Dataset entries
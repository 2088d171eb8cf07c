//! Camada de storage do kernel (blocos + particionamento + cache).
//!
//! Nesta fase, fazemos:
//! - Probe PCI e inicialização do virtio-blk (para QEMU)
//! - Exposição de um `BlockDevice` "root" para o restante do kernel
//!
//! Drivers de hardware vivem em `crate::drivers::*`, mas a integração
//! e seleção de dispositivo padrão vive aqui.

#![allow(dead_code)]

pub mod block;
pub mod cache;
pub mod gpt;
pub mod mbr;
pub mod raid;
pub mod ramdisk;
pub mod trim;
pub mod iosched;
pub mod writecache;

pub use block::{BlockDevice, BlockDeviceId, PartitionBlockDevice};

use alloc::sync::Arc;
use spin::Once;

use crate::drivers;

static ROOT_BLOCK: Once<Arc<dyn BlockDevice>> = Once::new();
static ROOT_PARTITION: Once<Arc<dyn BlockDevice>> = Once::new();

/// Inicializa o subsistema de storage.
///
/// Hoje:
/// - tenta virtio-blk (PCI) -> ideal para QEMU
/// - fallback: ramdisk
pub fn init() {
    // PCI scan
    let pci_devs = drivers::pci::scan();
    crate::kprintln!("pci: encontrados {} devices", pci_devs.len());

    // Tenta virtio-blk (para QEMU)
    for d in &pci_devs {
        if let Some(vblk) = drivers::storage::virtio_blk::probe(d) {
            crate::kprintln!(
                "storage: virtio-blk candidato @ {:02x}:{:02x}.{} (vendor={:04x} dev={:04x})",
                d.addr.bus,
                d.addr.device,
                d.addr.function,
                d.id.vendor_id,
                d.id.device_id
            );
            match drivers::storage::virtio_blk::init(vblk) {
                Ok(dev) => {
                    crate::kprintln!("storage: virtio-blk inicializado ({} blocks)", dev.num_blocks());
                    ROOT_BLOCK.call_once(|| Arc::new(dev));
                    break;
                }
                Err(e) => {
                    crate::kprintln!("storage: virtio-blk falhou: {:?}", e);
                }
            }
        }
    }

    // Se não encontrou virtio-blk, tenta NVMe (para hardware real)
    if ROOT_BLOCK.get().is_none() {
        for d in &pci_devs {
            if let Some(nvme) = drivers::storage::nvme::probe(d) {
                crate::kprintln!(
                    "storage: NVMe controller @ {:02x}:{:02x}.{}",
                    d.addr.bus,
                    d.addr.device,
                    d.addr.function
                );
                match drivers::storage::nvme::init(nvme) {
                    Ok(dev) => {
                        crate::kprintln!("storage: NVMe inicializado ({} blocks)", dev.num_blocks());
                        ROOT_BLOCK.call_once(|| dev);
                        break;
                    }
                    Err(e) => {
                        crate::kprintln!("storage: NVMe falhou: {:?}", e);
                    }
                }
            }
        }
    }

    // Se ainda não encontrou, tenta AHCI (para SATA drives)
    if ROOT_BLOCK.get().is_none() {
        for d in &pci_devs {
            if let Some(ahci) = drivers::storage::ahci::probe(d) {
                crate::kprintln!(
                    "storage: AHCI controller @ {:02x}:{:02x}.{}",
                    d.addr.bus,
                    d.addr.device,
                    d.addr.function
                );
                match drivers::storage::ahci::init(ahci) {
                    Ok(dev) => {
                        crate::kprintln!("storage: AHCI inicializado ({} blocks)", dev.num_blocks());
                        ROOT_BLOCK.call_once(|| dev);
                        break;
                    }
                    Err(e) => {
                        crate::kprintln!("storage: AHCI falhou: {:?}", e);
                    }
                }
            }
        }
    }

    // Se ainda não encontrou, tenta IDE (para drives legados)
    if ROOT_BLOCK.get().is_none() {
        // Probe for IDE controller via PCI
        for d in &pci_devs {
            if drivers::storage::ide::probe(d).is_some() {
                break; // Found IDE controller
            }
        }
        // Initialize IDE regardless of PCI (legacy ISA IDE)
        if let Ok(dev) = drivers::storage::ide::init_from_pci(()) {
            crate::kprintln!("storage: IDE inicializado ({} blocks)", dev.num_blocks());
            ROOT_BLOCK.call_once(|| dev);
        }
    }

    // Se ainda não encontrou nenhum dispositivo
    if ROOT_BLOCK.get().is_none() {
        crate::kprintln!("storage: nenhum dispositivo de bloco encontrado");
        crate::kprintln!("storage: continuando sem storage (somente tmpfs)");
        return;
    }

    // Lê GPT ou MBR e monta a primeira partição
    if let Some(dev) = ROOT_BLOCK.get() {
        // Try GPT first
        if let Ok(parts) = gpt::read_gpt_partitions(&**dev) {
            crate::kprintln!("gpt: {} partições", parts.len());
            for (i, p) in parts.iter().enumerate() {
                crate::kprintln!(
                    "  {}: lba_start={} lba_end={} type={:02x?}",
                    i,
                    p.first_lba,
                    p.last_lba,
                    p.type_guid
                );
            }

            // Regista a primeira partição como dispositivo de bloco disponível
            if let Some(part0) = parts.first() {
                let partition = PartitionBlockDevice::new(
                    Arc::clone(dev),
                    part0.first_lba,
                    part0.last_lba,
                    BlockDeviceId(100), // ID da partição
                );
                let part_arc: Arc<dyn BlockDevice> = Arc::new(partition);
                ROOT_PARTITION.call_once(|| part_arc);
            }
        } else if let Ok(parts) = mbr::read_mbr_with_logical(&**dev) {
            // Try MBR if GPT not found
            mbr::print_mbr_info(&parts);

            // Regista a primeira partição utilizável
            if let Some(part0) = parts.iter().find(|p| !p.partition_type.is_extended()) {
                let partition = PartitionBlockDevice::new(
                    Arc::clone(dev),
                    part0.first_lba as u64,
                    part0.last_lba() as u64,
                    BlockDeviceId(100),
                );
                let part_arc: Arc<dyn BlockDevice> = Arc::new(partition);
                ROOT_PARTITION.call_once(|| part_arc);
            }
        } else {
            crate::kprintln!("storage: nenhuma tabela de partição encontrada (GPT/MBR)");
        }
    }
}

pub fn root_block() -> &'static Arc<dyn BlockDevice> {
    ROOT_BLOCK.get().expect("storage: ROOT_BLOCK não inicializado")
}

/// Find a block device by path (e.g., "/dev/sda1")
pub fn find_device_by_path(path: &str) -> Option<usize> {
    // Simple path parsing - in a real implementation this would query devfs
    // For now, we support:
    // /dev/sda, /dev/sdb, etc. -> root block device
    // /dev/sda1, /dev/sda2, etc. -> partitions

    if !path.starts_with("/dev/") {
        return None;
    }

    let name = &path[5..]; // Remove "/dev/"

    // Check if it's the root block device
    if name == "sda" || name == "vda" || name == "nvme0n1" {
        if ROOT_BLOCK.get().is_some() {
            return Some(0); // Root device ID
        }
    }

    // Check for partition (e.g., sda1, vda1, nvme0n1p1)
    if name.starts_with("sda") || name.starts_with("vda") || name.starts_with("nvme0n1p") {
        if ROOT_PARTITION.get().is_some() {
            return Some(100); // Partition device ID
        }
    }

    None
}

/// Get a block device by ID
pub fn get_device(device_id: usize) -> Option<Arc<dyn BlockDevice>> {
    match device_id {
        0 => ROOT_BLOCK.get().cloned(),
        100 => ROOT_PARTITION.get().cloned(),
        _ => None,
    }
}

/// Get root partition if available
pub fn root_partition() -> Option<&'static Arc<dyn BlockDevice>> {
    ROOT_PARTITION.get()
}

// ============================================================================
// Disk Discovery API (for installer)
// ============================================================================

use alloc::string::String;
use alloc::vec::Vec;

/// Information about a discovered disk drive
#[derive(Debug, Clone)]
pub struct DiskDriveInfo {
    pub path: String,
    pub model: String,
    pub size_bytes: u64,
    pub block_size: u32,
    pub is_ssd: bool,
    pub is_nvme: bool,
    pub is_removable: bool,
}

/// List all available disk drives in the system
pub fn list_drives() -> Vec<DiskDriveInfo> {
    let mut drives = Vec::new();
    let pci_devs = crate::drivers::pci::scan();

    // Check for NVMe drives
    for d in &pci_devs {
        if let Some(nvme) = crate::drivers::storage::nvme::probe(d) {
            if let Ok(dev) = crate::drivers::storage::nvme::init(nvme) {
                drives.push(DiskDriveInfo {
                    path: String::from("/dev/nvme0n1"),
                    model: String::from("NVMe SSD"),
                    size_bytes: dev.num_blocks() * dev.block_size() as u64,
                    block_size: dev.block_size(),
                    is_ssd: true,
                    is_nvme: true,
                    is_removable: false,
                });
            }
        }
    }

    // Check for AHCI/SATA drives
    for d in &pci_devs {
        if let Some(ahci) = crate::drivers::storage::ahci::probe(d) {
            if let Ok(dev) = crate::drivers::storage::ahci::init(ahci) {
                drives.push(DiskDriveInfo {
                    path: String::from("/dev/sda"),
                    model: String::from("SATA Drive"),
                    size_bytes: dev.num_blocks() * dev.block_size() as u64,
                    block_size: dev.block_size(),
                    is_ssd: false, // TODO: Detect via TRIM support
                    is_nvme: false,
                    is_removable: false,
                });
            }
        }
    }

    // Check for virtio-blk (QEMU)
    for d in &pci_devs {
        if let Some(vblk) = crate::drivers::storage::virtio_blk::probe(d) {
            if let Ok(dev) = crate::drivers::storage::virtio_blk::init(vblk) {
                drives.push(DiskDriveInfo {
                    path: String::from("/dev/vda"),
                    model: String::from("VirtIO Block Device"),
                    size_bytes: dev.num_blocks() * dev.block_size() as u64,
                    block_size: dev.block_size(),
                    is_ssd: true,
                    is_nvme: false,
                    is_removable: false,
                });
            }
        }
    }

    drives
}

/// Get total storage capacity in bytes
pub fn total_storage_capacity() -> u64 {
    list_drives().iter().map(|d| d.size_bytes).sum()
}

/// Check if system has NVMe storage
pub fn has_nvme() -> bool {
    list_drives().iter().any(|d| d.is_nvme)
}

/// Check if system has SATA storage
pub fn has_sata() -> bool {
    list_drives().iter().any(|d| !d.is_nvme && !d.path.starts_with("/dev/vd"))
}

- YOUR OBJECTIVE: The reply should consist solely of the lines of the data, exact, from the opening line through the line with "padrão vive aqui.", inclusive.

- ANSWER SECTION:
repository 2088d171eb8cf07c
//! Camada de storage do kernel (blocos + particionamento + cache).
//!
//! Nesta fase, fazemos:
//! - Probe PCI e inicialização do virtio-blk (para QEMU)
//! - Exposição de um `BlockDevice` "root" para o restante do kernel
//!
//! Drivers de hardware vivem em `crate::drivers::*`, mas a integração
//! e seleção de dispositivo padrão vive aqui.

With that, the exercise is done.